Ground 2: In respect of the application for disclosure of the documents within the asylum file into the 1980 Hague Convention application, the judge erred in relation to their relevance and weight by failing to follow the procedure set out in R v G and H (Secretary of State for the Home Department intervening) [2019] EWHC 3147 (Fam) ("R v G and H").

Ground 3: By staying the 1980 Hague Convention application in the way she did, the judge erred, because such a stay was in breach of article 11 of the Convention which requires the judicial or administrative authorities of Contracting States to "act expeditiously in proceedings for the return of the child". Any derogation from that obligation can only be made after a careful appraisal of any justification, in this case consideration of the bona fides and merits of any asylum claim as it applies to the mother and (vitally) to G, an exercise which the judge did not perform.

Ground 4: The judge erred in failing to consider G's own status within the asylum claim (i.e. whether she had made an application for asylum in her own right, or merely as a dependent of the mother), because different considerations apply to each of those circumstances.”

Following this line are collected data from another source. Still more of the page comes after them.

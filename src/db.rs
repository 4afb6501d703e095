// Database connection + schema bootstrap

use sea_orm::sea_query::Index;
use sea_orm::{
    ConnectOptions, ConnectionTrait, Database, DatabaseConnection, DbErr, EntityTrait, Schema,
};
use std::time::Duration;

use crate::config::DatabaseConfig;
use crate::models::{admin, blog, blog_translation, contact, testimonial};

pub async fn establish_connection(config: &DatabaseConfig) -> Result<DatabaseConnection, DbErr> {
    let mut options = ConnectOptions::new(config.url.clone());
    options
        .max_connections(config.max_connections)
        .min_connections(config.min_connections)
        .connect_timeout(Duration::from_secs(10))
        .acquire_timeout(Duration::from_secs(30))
        .sqlx_logging(false);

    Database::connect(options).await
}

/// Creates missing tables and indexes from the entity definitions.
/// Parents are created before the tables referencing them.
pub async fn run_migrations(db: &DatabaseConnection) -> Result<(), DbErr> {
    create_table(db, admin::Entity).await?;
    create_table(db, blog::Entity).await?;
    create_table(db, blog_translation::Entity).await?;
    create_table(db, contact::Entity).await?;
    create_table(db, testimonial::Entity).await?;

    // One translation per language and blog
    let unique_language = Index::create()
        .name("unique_blog_language")
        .table(blog_translation::Entity)
        .col(blog_translation::Column::BlogId)
        .col(blog_translation::Column::LanguageCode)
        .unique()
        .if_not_exists()
        .to_owned();
    db.execute(db.get_database_backend().build(&unique_language)).await?;

    tracing::info!("database schema is up to date");
    Ok(())
}

async fn create_table<E: EntityTrait>(db: &DatabaseConnection, entity: E) -> Result<(), DbErr> {
    let backend = db.get_database_backend();
    let schema = Schema::new(backend);

    let mut table = schema.create_table_from_entity(entity);
    table.if_not_exists();
    db.execute(backend.build(&table)).await?;

    for mut index in schema.create_index_from_entity(entity) {
        index.if_not_exists();
        db.execute(backend.build(&index)).await?;
    }

    Ok(())
}
//! The fixed category table.
//!
//! Each [`MediaCategory`] maps to exactly one store collection and one root
//! path segment. The table is part of the public contract: changing a row is a
//! breaking change for every caller that persisted a location.

use crate::{ContentLocation, OCTET_STREAM, mime_type_for_suffix};
use serde::{Deserialize, Serialize};

/// Logical media category callers address content by.
///
/// # Examples
///
/// ```
/// use mediadir_core::{CollectionAddress, MediaCategory};
///
/// assert_eq!(MediaCategory::Music.root(), "Music");
/// assert_eq!(MediaCategory::Camera.collection_address(), CollectionAddress::Images);
/// assert_eq!("dcim".parse::<MediaCategory>().unwrap(), MediaCategory::Camera);
/// ```
#[derive(
    Debug,
    Clone,
    Copy,
    PartialEq,
    Eq,
    PartialOrd,
    Ord,
    Hash,
    Serialize,
    Deserialize,
    strum::EnumIter,
    strum::EnumString,
    derive_more::Display,
)]
#[serde(rename_all = "lowercase")]
#[strum(ascii_case_insensitive)]
pub enum MediaCategory {
    /// Camera captures (DCIM)
    #[display("camera")]
    #[strum(serialize = "camera", serialize = "dcim")]
    Camera,
    /// Pictures
    #[display("pictures")]
    #[strum(serialize = "pictures")]
    Pictures,
    /// Alarm sounds
    #[display("alarms")]
    #[strum(serialize = "alarms")]
    Alarms,
    /// Music
    #[display("music")]
    #[strum(serialize = "music")]
    Music,
    /// Notification sounds
    #[display("notifications")]
    #[strum(serialize = "notifications")]
    Notifications,
    /// Ringtones
    #[display("ringtones")]
    #[strum(serialize = "ringtones")]
    Ringtones,
    /// Podcasts
    #[display("podcasts")]
    #[strum(serialize = "podcasts")]
    Podcasts,
    /// Movies
    #[display("movies")]
    #[strum(serialize = "movies")]
    Movies,
    /// Documents
    #[display("documents")]
    #[strum(serialize = "documents")]
    Documents,
    /// Downloads
    #[display("downloads")]
    #[strum(serialize = "downloads", serialize = "download")]
    Downloads,
}

impl MediaCategory {
    /// Root path segment every location in this category starts with.
    pub fn root(&self) -> &'static str {
        match self {
            MediaCategory::Camera => "DCIM",
            MediaCategory::Pictures => "Pictures",
            MediaCategory::Alarms => "Alarms",
            MediaCategory::Music => "Music",
            MediaCategory::Notifications => "Notifications",
            MediaCategory::Ringtones => "Ringtones",
            MediaCategory::Podcasts => "Podcasts",
            MediaCategory::Movies => "Movies",
            MediaCategory::Documents => "Documents",
            MediaCategory::Downloads => "Download",
        }
    }

    /// Store collection records of this category live in.
    pub fn collection_address(&self) -> CollectionAddress {
        match self {
            MediaCategory::Camera | MediaCategory::Pictures => CollectionAddress::Images,
            MediaCategory::Alarms
            | MediaCategory::Music
            | MediaCategory::Notifications
            | MediaCategory::Ringtones
            | MediaCategory::Podcasts => CollectionAddress::Audio,
            MediaCategory::Movies => CollectionAddress::Video,
            MediaCategory::Downloads => CollectionAddress::Downloads,
            MediaCategory::Documents => CollectionAddress::Files,
        }
    }

    /// Coarse MIME type used when a display name carries no suffix.
    pub fn default_mime_type(&self) -> &'static str {
        match self.collection_address() {
            CollectionAddress::Images => "image/*",
            CollectionAddress::Audio => "audio/*",
            CollectionAddress::Video => "video/*",
            CollectionAddress::Downloads | CollectionAddress::Files => "*/*",
        }
    }

    /// MIME type inferred from a display name's suffix.
    ///
    /// The suffix is everything after the last `.`. Names without a dot fall
    /// back to [`default_mime_type`](Self::default_mime_type); unknown
    /// suffixes map to `application/octet-stream`.
    ///
    /// ```
    /// use mediadir_core::MediaCategory;
    ///
    /// assert_eq!(MediaCategory::Documents.mime_type_for("q1.pdf"), "application/pdf");
    /// assert_eq!(MediaCategory::Pictures.mime_type_for("holiday"), "image/*");
    /// ```
    pub fn mime_type_for(&self, display_name: &str) -> &'static str {
        match display_name.rsplit_once('.') {
            Some((_, suffix)) => mime_type_for_suffix(suffix).unwrap_or(OCTET_STREAM),
            None => self.default_mime_type(),
        }
    }

    /// Resolve a sub-path under this category into a store location.
    ///
    /// See [`ContentLocation::resolve`].
    pub fn locate(&self, sub_path: Option<&str>) -> ContentLocation {
        ContentLocation::resolve(*self, sub_path)
    }
}

/// Opaque handle of one store collection.
#[derive(
    Debug,
    Clone,
    Copy,
    PartialEq,
    Eq,
    PartialOrd,
    Ord,
    Hash,
    Serialize,
    Deserialize,
    strum::EnumIter,
    derive_more::Display,
)]
#[serde(rename_all = "lowercase")]
pub enum CollectionAddress {
    /// Image collection
    #[display("content://media/external/images/media")]
    Images,
    /// Audio collection
    #[display("content://media/external/audio/media")]
    Audio,
    /// Video collection
    #[display("content://media/external/video/media")]
    Video,
    /// Downloads collection
    #[display("content://media/external/downloads")]
    Downloads,
    /// Generic files collection (documents and anything else)
    #[display("content://media/external/file")]
    Files,
}

impl CollectionAddress {
    /// Root path segments the store accepts for records in this collection.
    ///
    /// `None` means any root is accepted.
    pub fn allowed_roots(&self) -> Option<&'static [&'static str]> {
        match self {
            CollectionAddress::Images => Some(&["DCIM", "Pictures"]),
            CollectionAddress::Audio => Some(&[
                "Alarms",
                "Music",
                "Notifications",
                "Podcasts",
                "Ringtones",
            ]),
            CollectionAddress::Video => Some(&["DCIM", "Movies", "Pictures"]),
            CollectionAddress::Downloads => Some(&["Download"]),
            CollectionAddress::Files => None,
        }
    }

    /// Top-level MIME type records in this collection must carry.
    pub fn required_mime_prefix(&self) -> Option<&'static str> {
        match self {
            CollectionAddress::Images => Some("image/"),
            CollectionAddress::Audio => Some("audio/"),
            CollectionAddress::Video => Some("video/"),
            CollectionAddress::Downloads | CollectionAddress::Files => None,
        }
    }
}
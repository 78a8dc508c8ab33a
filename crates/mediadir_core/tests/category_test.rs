//! Tests for category resolution and reference handles.

use mediadir_core::{
    CollectionAddress, ContentLocation, ContentRecord, ContentUri, MediaCategory, StorageMode,
};
use std::str::FromStr;
use strum::IntoEnumIterator;

#[test]
fn test_locate_is_deterministic() {
    for category in MediaCategory::iter() {
        for sub_path in [None, Some(""), Some("trip/day 1"), Some("a//b")] {
            let first = category.locate(sub_path);
            let second = category.locate(sub_path);
            assert_eq!(first, second);
            assert!(first.relative_path().starts_with(category.root()));
        }
    }
}

#[test]
fn test_empty_sub_path_is_category_root() {
    let location = MediaCategory::Downloads.locate(Some(""));
    assert_eq!(location.relative_path(), "Download");
    assert_eq!(*location.address(), CollectionAddress::Downloads);
    assert_eq!(location.segments(), vec!["Download"]);
}

#[test]
fn test_sub_path_is_kept_verbatim() {
    let location = ContentLocation::resolve(MediaCategory::Music, Some("../Ringtones//x"));
    assert_eq!(location.relative_path(), "Music/../Ringtones//x");
    assert_eq!(location.segments(), vec!["Music", "..", "Ringtones", "", "x"]);
}

#[test]
fn test_category_collections() {
    assert_eq!(
        MediaCategory::Camera.collection_address(),
        CollectionAddress::Images
    );
    assert_eq!(
        MediaCategory::Podcasts.collection_address(),
        CollectionAddress::Audio
    );
    assert_eq!(
        MediaCategory::Movies.collection_address(),
        CollectionAddress::Video
    );
    assert_eq!(
        MediaCategory::Documents.collection_address(),
        CollectionAddress::Files
    );
    assert_eq!(CollectionAddress::Files.allowed_roots(), None);
    assert_eq!(
        CollectionAddress::Audio.required_mime_prefix(),
        Some("audio/")
    );
}

#[test]
fn test_category_names_parse() {
    assert_eq!(
        MediaCategory::from_str("DCIM").unwrap(),
        MediaCategory::Camera
    );
    assert_eq!(
        MediaCategory::from_str("documents").unwrap(),
        MediaCategory::Documents
    );
    assert!(MediaCategory::from_str("screenshots").is_err());
    assert_eq!(StorageMode::from_str("legacy").unwrap(), StorageMode::Legacy);
}

#[test]
fn test_mime_inference() {
    assert_eq!(MediaCategory::Music.mime_type_for("song.MP3"), "audio/mpeg");
    assert_eq!(
        MediaCategory::Documents.mime_type_for("archive.tar.qqzz"),
        "application/octet-stream"
    );
    assert_eq!(MediaCategory::Pictures.mime_type_for("scan.TIFF"), "image/tiff");
    assert_eq!(MediaCategory::Movies.mime_type_for("clip"), "video/*");
}

#[test]
fn test_uri_parse_and_display() {
    for address in CollectionAddress::iter() {
        let uri = ContentUri::new(address, 17);
        let parsed: ContentUri = uri.to_string().parse().unwrap();
        assert_eq!(parsed, uri);
    }

    assert!("content://media/external/file/abc".parse::<ContentUri>().is_err());
    assert!("file:///tmp/x".parse::<ContentUri>().is_err());
}

#[test]
fn test_uri_serializes_as_string() {
    let uri = ContentUri::new(CollectionAddress::Downloads, 3);
    let json = serde_json::to_string(&uri).unwrap();
    assert_eq!(json, "\"content://media/external/downloads/3\"");
    let back: ContentUri = serde_json::from_str(&json).unwrap();
    assert_eq!(back, uri);
}

#[test]
fn test_record_builder_takes_id_from_uri() {
    let record = ContentRecord::builder()
        .uri(ContentUri::new(CollectionAddress::Files, 9))
        .display_name("q1.pdf")
        .mime_type("application/pdf")
        .relative_path("Documents/reports")
        .pending(true)
        .build()
        .unwrap();

    assert_eq!(*record.id(), 9);
    assert!(record.is_pending());
    assert_eq!(record.data_path(), &None);
}

#[test]
fn test_record_builder_requires_display_name() {
    let err = ContentRecord::builder()
        .uri(ContentUri::new(CollectionAddress::Files, 1))
        .mime_type("text/plain")
        .relative_path("Documents")
        .build()
        .unwrap_err();
    assert!(err.to_string().contains("display_name"));
}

In determining Issue One (Asylum bars to Hague Convention Proceedings), the Court of Appeal held children with refugee status (bar those granted as dependents under the Asylum Policy Instruction as they are not refugees), cannot be returned to countries from which they have refuge under the 1980 Hague Convention (category 1 children).13 

Those children whose applications for asylum are pending, this operates as a bar to enforcement of Hague return during the period for initial decision-making by the SSHD.  The EU Directive provisions continue to operate as a bar, notwithstanding the ending of Brexit transition on 31 December 2020 (category 2 children).14  The Court drew on the earlier 2017 authorities of F v M and anor (JCWI intervening) 15 and E v E (SSHD intervening) 16 to provide a jurisprudential starting point, supporting this finding.  It is important to note Mostyn J in E v E rejected a ’opening the floodgates’ submission, and until the last twelve months, he was correct to do so.  Noting the increase in these hybrid cases in the last year, the question for future Courts, is how to address the potential for abuse of the system?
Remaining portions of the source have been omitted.